You really get the sense that the two women's parents might be in the next room. Where was the location?
We shot in Rahill's home in New York. I feel like she and I both carry on little hints of the things we love about how our parents decorate, the textiles we used, the food they made, the fruits they had us eat.


Food plays a big part in creating that strong sense longing in the film.
Food is a huge part of Iranian culture, and a lot of Eastern cultures. I'm so connected to memories through soft boiled eggs my grandma used to make in Iran, on her little balcony. Watermelon is huge, lavashak, the dried fruit rolls, pomegranates, are always around. Food is offered after a meal, before a meal, when you wake up, in the middle of the day (laughs). It's like a constant.

Do you ever feel like your role and responsibility as an Iranian-American creative has changed ever since Trump got elected?
It's always necessary to speak loudly, especially now, in the current political climate, where the ignorance is spreading like wildfire throughout the country. It's really sad to see people dehumanized based on ignorance.

Sometimes, I'm like, 'I just want to be a photographer.' I don't want to be labeled as an Iranian-American photographer. I'd rather be considered a person among these people, who all do the same thing.
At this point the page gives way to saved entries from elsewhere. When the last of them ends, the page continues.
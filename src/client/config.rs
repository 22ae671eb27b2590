//! Account configuration shared by every request.

use std::fmt;

use crate::domain::{ApiMethod, Host, ParamValue, Params, SenderId, ValidationError};

use super::SmscError;

/// Character set requested for message text (`charset`).
pub const CHARSET: &str = "utf-8";

/// Response format id for JSON (`fmt=3`).
pub const RESPONSE_FORMAT_JSON: i64 = 3;

/// Partner id sent with every request (`pp`).
pub const PARTNER_ID: &str = "0";

#[derive(Clone)]
/// Credentials, endpoint host and default parameters for gateway requests.
///
/// A `Config` is built once and reused for many operations. Operations read it but
/// never write to it; use the setters or [`Config::merge_options`] between calls.
pub struct Config {
    login: String,
    password: String,
    host: Host,
    sender: Option<SenderId>,
    default_options: Params,
}

impl Config {
    /// Form field name of the account login (`login`).
    pub const LOGIN_FIELD: &'static str = "login";

    /// Form field name of the account password (`psw`).
    pub const PASSWORD_FIELD: &'static str = "psw";

    /// Create a validated config for the default host.
    pub fn new(login: impl Into<String>, password: impl Into<String>) -> Result<Self, SmscError> {
        Self::builder(login, password).build()
    }

    pub fn builder(login: impl Into<String>, password: impl Into<String>) -> ConfigBuilder {
        ConfigBuilder::new(login, password)
    }

    /// Check that login and password are present.
    ///
    /// The host is always one of [`Host::ALL`] by construction.
    pub fn validate(&self) -> Result<(), SmscError> {
        if self.login.trim().is_empty() {
            return Err(SmscError::InvalidConfig(ValidationError::Empty {
                field: Self::LOGIN_FIELD,
            }));
        }
        if self.password.is_empty() {
            return Err(SmscError::InvalidConfig(ValidationError::Empty {
                field: Self::PASSWORD_FIELD,
            }));
        }
        Ok(())
    }

    pub fn is_valid(&self) -> bool {
        self.validate().is_ok()
    }

    pub fn login(&self) -> &str {
        &self.login
    }

    pub fn set_login(&mut self, login: impl Into<String>) {
        self.login = login.into();
    }

    pub fn password(&self) -> &str {
        &self.password
    }

    pub fn set_password(&mut self, password: impl Into<String>) {
        self.password = password.into();
    }

    pub fn host(&self) -> Host {
        self.host
    }

    /// Select the host by domain name.
    ///
    /// Blank input resets to the default host; names outside [`Host::ALL`] are rejected
    /// and leave the current host unchanged.
    pub fn set_host(&mut self, host: &str) -> Result<(), SmscError> {
        let host = host.trim();
        self.host = if host.is_empty() {
            Host::default()
        } else {
            Host::parse(host).map_err(|_| SmscError::UnsupportedHost {
                host: host.to_owned(),
            })?
        };
        Ok(())
    }

    /// Whether `host` is one of the supported domain names.
    pub fn is_supported_host(host: &str) -> bool {
        Host::parse(host).is_ok()
    }

    pub fn sender(&self) -> Option<&SenderId> {
        self.sender.as_ref()
    }

    pub fn set_sender(&mut self, sender: Option<SenderId>) {
        self.sender = sender;
    }

    /// Extra parameters added to every request.
    pub fn default_options(&self) -> &Params {
        &self.default_options
    }

    /// Merge `options` into the defaults; new values win on key collisions.
    pub fn merge_options<K, V>(&mut self, options: impl IntoIterator<Item = (K, V)>) -> &Params
    where
        K: Into<String>,
        V: Into<ParamValue>,
    {
        self.default_options.extend(
            options
                .into_iter()
                .map(|(key, value)| (key.into(), value.into())),
        );
        &self.default_options
    }

    /// Endpoint URL for a method given by name.
    pub fn build_url(&self, method: &str) -> Result<String, SmscError> {
        let method = ApiMethod::parse(method).map_err(|_| SmscError::UnsupportedMethod {
            method: method.to_owned(),
        })?;
        Ok(self.method_url(method))
    }

    /// Endpoint URL for `method`: `https://{host}/sys/{method}.php`.
    pub fn method_url(&self, method: ApiMethod) -> String {
        format!("https://{}/sys/{}.php", self.host, method)
    }

    /// Parameters every request starts from, before default options and operation fields.
    pub(crate) fn base_params(&self) -> Params {
        let mut params = Params::from([
            (
                Self::LOGIN_FIELD.to_owned(),
                ParamValue::Text(self.login.clone()),
            ),
            (
                Self::PASSWORD_FIELD.to_owned(),
                ParamValue::Text(self.password.clone()),
            ),
            ("charset".to_owned(), ParamValue::from(CHARSET)),
            ("fmt".to_owned(), ParamValue::Integer(RESPONSE_FORMAT_JSON)),
            ("pp".to_owned(), ParamValue::from(PARTNER_ID)),
        ]);
        if let Some(sender) = self.sender.as_ref() {
            params.insert(
                SenderId::FIELD.to_owned(),
                ParamValue::Text(sender.as_str().to_owned()),
            );
        }
        params
    }
}

impl fmt::Debug for Config {
    fn fmt(&self, f: &mut fmt::Formatter<'_>) -> fmt::Result {
        f.debug_struct("Config")
            .field("login", &self.login)
            .field("password", &"<redacted>")
            .field("host", &self.host)
            .field("sender", &self.sender)
            .field("default_options", &self.default_options)
            .finish()
    }
}

#[derive(Debug, Clone)]
/// Builder for [`Config`].
pub struct ConfigBuilder {
    config: Config,
}

impl ConfigBuilder {
    pub fn new(login: impl Into<String>, password: impl Into<String>) -> Self {
        Self {
            config: Config {
                login: login.into(),
                password: password.into(),
                host: Host::default(),
                sender: None,
                default_options: Params::new(),
            },
        }
    }

    pub fn host(mut self, host: Host) -> Self {
        self.config.host = host;
        self
    }

    /// Default sender id for every request.
    pub fn sender(mut self, sender: SenderId) -> Self {
        self.config.sender = Some(sender);
        self
    }

    /// Add a default parameter, replacing any previous value for `key`.
    pub fn option(mut self, key: impl Into<String>, value: impl Into<ParamValue>) -> Self {
        self.config
            .default_options
            .insert(key.into(), value.into());
        self
    }

    /// Validate and build the [`Config`].
    pub fn build(self) -> Result<Config, SmscError> {
        self.config.validate()?;
        Ok(self.config)
    }
}

#[cfg(test)]
mod tests {
    use super::*;

    fn config() -> Config {
        Config::new("user", "secret").unwrap()
    }

    #[test]
    fn new_validates_credentials() {
        assert!(matches!(
            Config::new("", "secret"),
            Err(SmscError::InvalidConfig(ValidationError::Empty { field: "login" }))
        ));
        assert!(matches!(
            Config::new("user", ""),
            Err(SmscError::InvalidConfig(ValidationError::Empty { field: "psw" }))
        ));
        assert!(config().is_valid());
    }

    #[test]
    fn setters_can_invalidate_config() {
        let mut config = config();
        config.set_login("   ");
        assert!(!config.is_valid());
        assert!(matches!(
            config.validate(),
            Err(SmscError::InvalidConfig(_))
        ));
        config.set_login("user");
        config.set_password("other");
        assert!(config.is_valid());
        assert_eq!(config.password(), "other");
    }

    #[test]
    fn set_host_enforces_allow_list() {
        let mut config = config();
        assert_eq!(config.host(), Host::Ua);

        config.set_host("smsc.kz").unwrap();
        assert_eq!(config.host(), Host::Kz);

        let err = config.set_host("unknown.example").unwrap_err();
        assert!(matches!(err, SmscError::UnsupportedHost { ref host } if host == "unknown.example"));
        assert_eq!(config.host(), Host::Kz);

        config.set_host("").unwrap();
        assert_eq!(config.host(), Host::Ua);

        assert!(Config::is_supported_host("smscentre.com"));
        assert!(!Config::is_supported_host("unknown.example"));
    }

    #[test]
    fn build_url_formats_every_allowed_method() {
        let config = Config::builder("user", "secret")
            .host(Host::Ru)
            .build()
            .unwrap();
        for method in ApiMethod::ALL {
            assert_eq!(
                config.build_url(method.as_str()).unwrap(),
                format!("https://smsc.ru/sys/{}.php", method.as_str())
            );
        }
        assert_eq!(
            config.build_url("get_mnp").unwrap(),
            "https://smsc.ru/sys/get_mnp.php"
        );
    }

    #[test]
    fn build_url_rejects_unknown_methods() {
        let err = config().build_url("delete").unwrap_err();
        assert!(matches!(err, SmscError::UnsupportedMethod { ref method } if method == "delete"));
        assert!(config().build_url("").is_err());
    }

    #[test]
    fn merge_options_is_right_biased() {
        let mut sequential = config();
        sequential.merge_options([("tz", ParamValue::from(2)), ("translit", ParamValue::from(true))]);
        sequential.merge_options([("tz", ParamValue::from(3)), ("id", ParamValue::from("a1"))]);

        let mut single = config();
        let merged = single
            .merge_options([
                ("translit", ParamValue::from(true)),
                ("tz", ParamValue::from(3)),
                ("id", ParamValue::from("a1")),
            ])
            .clone();

        assert_eq!(sequential.default_options(), &merged);
        assert_eq!(merged.get("tz"), Some(&ParamValue::Integer(3)));
    }

    #[test]
    fn merge_options_twice_is_idempotent() {
        let mut config = config();
        let options = [("tz", 2), ("valid", 24)];
        let first = config.merge_options(options).clone();
        let second = config.merge_options(options).clone();
        assert_eq!(first, second);
        assert_eq!(second.len(), 2);
    }

    #[test]
    fn base_params_carry_credentials_and_defaults() {
        let config = Config::builder("user", "secret")
            .sender(SenderId::new("Shop").unwrap())
            .build()
            .unwrap();
        let params = config.base_params();

        assert_eq!(params.get("login"), Some(&ParamValue::from("user")));
        assert_eq!(params.get("psw"), Some(&ParamValue::from("secret")));
        assert_eq!(params.get("charset"), Some(&ParamValue::from("utf-8")));
        assert_eq!(params.get("fmt"), Some(&ParamValue::Integer(3)));
        assert_eq!(params.get("pp"), Some(&ParamValue::from(PARTNER_ID)));
        assert_eq!(params.get("sender"), Some(&ParamValue::from("Shop")));
    }

    #[test]
    fn debug_output_redacts_password() {
        let rendered = format!("{:?}", config());
        assert!(rendered.contains("user"));
        assert!(!rendered.contains("secret"));
    }
}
And sometimes I feel like I have a huge responsibility to represent an underrepresented fraction of Iranians that are in the arts. I know a lot of families that have been very encouraging of their kids to go into arts, but mine wasn't. To represent that and say, "You can do whatever you want," feels important. As a female, also it gets really complicated. To be a female, to be Iranian, to be in the industry, and always have to constantly prove yourself, your worth and your talent. It's kind of exhausting. This is a big question (laughs). I'm just trying to be my best, being a good person, being kind and genuine and authentic with what I'm putting out there.